### HOW TO COMPLETE THIS TASK
Each line of the records below that includes "where" adds one to the count; state the final count by itself.

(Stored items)
┌──
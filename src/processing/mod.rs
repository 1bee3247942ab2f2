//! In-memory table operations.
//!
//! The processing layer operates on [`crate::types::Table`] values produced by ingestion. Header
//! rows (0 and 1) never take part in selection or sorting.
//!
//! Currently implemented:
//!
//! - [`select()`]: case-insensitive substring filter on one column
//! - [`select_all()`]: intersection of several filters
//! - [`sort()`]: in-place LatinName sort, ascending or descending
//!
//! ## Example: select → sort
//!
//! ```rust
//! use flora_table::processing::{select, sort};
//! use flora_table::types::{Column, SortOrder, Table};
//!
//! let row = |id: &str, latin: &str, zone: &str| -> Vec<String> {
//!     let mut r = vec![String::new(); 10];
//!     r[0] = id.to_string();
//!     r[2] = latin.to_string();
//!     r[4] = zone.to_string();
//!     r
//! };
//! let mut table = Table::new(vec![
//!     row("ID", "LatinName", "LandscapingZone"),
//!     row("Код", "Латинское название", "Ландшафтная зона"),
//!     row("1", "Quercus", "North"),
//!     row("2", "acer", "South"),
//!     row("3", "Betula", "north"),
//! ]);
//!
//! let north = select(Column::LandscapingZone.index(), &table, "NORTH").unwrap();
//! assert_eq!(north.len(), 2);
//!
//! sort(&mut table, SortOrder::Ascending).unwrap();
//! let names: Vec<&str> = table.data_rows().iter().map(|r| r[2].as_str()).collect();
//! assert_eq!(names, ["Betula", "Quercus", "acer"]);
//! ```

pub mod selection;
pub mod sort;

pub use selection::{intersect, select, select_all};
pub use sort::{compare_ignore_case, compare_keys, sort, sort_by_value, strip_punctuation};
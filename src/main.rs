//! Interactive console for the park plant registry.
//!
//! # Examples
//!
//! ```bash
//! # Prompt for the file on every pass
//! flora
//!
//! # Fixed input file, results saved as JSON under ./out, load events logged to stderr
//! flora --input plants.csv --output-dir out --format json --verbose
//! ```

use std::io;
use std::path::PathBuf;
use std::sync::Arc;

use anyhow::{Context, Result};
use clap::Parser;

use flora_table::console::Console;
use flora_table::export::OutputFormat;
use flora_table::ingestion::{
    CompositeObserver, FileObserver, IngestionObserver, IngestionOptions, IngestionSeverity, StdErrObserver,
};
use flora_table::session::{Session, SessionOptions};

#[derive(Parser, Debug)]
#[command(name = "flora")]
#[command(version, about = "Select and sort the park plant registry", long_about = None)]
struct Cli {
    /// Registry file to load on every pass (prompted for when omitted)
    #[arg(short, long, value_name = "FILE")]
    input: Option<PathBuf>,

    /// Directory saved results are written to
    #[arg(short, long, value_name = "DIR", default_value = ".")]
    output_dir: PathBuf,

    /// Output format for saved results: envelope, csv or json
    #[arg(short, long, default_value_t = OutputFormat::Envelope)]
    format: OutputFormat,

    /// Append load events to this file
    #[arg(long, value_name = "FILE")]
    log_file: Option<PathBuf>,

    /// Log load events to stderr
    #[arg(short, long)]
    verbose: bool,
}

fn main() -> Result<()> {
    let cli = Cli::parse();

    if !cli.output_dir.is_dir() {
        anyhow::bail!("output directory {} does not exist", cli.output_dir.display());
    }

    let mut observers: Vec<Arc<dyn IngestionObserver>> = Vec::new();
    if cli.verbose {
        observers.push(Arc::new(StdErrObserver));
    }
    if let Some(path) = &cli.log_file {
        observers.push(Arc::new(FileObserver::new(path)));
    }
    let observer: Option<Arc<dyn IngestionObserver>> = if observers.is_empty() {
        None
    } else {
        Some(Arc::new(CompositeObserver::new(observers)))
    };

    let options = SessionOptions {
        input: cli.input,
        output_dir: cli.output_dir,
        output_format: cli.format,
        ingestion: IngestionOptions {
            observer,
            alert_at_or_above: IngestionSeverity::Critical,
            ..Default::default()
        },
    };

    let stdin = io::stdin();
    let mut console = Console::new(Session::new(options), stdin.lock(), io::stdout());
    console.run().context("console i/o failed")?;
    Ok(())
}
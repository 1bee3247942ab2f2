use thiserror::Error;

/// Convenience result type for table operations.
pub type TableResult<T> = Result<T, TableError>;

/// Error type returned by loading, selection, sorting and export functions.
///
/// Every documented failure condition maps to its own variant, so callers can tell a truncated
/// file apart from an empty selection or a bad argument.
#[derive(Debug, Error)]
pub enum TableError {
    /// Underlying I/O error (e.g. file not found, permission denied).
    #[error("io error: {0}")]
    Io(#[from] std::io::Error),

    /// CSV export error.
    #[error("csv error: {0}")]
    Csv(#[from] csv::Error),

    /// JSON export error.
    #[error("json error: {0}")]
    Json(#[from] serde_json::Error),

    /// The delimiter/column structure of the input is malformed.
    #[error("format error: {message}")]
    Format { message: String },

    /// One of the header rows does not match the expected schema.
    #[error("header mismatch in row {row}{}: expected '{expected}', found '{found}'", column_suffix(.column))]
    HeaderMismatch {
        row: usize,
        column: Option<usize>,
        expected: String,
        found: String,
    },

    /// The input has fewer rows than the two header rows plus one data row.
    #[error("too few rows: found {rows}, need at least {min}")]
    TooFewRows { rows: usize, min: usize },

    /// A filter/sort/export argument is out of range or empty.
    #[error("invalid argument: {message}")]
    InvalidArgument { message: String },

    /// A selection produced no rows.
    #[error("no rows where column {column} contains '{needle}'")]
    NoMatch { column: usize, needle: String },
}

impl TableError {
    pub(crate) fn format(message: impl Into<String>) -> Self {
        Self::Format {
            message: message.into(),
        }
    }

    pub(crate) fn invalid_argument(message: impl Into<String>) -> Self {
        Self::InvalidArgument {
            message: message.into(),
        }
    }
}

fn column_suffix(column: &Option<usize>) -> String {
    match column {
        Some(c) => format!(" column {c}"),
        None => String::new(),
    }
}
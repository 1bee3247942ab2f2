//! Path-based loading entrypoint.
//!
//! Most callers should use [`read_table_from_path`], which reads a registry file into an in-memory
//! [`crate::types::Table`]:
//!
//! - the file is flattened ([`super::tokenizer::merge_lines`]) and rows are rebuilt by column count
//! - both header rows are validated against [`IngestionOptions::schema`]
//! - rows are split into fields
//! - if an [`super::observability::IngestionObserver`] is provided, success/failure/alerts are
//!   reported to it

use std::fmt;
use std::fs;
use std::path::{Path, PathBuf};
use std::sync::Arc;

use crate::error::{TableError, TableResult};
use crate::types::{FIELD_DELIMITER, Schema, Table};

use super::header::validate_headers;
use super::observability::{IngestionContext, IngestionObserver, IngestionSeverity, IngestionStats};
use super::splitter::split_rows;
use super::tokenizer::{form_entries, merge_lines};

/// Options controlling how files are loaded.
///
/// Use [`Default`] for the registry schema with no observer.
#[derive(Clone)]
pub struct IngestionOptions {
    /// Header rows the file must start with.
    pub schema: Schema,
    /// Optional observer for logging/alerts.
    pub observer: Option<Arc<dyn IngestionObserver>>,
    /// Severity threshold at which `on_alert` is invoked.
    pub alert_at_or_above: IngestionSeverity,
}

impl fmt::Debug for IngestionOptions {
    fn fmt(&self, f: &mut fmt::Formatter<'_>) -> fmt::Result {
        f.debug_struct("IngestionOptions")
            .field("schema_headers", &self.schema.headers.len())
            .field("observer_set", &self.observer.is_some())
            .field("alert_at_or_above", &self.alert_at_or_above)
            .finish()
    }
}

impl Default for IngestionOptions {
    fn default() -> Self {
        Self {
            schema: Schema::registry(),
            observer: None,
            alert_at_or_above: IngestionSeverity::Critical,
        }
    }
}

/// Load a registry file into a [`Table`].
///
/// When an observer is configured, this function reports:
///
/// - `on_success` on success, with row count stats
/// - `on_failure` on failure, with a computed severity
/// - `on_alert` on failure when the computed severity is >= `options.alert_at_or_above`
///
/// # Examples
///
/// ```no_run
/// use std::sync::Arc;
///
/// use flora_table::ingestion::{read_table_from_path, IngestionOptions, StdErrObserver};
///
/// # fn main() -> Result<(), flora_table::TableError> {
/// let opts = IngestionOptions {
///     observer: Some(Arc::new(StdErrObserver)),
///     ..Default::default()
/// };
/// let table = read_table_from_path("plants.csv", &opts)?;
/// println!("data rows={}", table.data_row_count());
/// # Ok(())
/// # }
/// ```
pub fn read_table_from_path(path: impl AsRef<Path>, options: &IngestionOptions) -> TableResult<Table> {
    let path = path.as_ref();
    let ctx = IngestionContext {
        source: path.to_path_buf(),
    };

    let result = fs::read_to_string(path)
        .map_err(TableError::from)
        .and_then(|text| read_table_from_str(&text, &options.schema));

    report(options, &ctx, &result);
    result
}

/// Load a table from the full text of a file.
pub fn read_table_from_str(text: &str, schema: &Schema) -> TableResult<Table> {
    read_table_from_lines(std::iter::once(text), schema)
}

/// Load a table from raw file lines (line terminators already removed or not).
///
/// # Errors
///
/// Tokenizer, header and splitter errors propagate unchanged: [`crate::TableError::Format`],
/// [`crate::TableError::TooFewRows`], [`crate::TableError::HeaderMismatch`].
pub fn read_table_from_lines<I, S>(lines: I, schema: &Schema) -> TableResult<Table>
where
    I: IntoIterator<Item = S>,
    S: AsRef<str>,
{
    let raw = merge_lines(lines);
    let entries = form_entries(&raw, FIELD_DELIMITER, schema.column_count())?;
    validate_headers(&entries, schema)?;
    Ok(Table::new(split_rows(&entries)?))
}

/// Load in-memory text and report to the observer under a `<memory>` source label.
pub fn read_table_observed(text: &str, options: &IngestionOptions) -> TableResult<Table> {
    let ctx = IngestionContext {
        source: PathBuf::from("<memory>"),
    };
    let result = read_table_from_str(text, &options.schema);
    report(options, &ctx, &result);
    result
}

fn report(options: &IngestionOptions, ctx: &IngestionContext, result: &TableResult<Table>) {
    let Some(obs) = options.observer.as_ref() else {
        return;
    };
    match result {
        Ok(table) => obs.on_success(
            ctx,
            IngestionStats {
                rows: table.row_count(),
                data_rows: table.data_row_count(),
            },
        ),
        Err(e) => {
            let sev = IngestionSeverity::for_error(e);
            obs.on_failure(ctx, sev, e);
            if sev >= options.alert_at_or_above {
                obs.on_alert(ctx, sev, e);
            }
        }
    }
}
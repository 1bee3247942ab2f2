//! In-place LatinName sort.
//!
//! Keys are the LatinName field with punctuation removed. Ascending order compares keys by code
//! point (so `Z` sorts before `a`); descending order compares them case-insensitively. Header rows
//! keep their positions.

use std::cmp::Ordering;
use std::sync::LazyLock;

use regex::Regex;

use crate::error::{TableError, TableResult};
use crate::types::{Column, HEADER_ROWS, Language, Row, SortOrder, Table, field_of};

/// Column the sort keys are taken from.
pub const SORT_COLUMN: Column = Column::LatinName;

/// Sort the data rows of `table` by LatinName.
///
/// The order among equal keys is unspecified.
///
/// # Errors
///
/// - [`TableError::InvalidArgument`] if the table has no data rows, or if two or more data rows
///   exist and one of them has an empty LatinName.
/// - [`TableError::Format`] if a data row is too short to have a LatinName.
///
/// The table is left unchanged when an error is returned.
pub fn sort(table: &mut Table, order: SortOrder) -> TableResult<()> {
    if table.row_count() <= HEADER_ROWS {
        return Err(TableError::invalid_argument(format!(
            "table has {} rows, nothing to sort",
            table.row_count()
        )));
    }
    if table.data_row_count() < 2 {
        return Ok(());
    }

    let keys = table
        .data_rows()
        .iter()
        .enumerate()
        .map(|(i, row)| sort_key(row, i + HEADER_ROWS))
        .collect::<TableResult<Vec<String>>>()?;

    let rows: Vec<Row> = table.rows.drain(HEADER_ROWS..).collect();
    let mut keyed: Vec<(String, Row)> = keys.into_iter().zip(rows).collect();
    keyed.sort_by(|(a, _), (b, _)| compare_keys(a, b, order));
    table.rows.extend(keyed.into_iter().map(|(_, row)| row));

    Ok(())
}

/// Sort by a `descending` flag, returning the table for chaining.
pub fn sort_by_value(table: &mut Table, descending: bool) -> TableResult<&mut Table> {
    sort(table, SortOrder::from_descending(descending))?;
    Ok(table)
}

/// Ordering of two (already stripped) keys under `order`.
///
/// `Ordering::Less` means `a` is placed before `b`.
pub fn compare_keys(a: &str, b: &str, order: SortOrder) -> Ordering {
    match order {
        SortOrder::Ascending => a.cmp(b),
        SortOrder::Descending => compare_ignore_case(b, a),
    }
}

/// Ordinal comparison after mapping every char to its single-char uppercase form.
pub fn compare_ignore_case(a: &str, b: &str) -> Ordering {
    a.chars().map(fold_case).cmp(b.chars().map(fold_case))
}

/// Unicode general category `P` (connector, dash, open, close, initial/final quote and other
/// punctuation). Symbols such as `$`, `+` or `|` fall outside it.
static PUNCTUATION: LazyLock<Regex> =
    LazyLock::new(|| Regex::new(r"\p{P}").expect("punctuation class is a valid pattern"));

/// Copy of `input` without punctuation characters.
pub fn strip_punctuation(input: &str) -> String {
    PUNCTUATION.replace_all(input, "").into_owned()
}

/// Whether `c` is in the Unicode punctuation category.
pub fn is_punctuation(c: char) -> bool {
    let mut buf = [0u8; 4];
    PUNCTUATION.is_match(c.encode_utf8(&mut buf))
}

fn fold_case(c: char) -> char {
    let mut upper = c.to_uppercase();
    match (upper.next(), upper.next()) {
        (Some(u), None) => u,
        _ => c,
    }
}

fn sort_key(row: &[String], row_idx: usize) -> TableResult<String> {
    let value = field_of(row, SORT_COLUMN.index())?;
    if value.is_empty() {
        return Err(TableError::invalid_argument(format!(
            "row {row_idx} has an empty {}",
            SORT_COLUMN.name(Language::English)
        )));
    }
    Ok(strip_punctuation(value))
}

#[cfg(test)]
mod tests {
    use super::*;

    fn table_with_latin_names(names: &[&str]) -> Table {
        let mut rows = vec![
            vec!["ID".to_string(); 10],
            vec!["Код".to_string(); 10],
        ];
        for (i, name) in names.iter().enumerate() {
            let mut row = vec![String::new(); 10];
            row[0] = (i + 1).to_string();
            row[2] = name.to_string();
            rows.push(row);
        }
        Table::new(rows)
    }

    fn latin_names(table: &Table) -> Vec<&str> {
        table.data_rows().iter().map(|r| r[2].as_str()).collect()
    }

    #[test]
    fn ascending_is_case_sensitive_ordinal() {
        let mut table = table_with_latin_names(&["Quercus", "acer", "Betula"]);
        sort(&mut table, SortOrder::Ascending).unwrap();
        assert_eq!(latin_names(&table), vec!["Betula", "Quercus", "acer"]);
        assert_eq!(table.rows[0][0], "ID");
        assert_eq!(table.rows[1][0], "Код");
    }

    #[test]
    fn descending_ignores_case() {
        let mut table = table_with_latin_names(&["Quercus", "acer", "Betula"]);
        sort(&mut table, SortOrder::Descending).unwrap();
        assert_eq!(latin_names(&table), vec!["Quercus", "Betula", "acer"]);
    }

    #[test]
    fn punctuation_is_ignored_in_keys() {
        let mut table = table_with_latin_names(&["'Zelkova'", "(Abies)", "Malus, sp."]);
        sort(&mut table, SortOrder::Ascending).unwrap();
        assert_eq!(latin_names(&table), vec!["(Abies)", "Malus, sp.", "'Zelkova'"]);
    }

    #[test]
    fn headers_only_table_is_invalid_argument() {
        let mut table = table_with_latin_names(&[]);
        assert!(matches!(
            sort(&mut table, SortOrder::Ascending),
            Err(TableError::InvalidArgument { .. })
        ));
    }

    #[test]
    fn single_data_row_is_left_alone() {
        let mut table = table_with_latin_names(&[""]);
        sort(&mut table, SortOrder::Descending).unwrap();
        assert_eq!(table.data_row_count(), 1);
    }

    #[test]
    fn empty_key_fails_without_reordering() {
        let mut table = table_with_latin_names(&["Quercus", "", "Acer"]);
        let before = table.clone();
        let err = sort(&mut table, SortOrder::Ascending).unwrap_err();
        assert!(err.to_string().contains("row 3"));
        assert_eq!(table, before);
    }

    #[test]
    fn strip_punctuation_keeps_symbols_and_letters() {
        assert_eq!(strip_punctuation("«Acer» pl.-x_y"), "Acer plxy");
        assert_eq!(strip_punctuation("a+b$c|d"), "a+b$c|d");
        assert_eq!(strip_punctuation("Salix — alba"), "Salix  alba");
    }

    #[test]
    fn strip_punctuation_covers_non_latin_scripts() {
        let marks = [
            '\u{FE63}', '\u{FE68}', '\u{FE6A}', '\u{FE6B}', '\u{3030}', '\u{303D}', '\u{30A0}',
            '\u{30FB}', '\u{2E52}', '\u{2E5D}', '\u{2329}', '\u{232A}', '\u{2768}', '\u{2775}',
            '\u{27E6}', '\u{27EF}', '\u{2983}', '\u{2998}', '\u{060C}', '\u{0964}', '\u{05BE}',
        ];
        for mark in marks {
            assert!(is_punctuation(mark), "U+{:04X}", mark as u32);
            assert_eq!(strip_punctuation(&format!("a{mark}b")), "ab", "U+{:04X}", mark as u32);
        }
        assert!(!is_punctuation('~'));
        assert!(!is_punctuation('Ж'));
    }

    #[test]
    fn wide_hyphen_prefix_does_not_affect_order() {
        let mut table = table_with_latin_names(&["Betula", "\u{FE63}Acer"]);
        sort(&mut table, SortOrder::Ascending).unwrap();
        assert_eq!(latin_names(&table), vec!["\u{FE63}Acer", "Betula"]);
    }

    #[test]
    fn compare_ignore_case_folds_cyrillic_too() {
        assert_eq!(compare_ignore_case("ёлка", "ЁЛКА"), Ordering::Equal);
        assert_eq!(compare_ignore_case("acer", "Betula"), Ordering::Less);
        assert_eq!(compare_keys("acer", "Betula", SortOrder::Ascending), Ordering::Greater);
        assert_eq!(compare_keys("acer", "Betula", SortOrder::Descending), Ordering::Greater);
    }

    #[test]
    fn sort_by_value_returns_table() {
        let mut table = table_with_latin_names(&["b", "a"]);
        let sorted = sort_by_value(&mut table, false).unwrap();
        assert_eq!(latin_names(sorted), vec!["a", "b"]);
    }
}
└──
### FINISHED TASK
2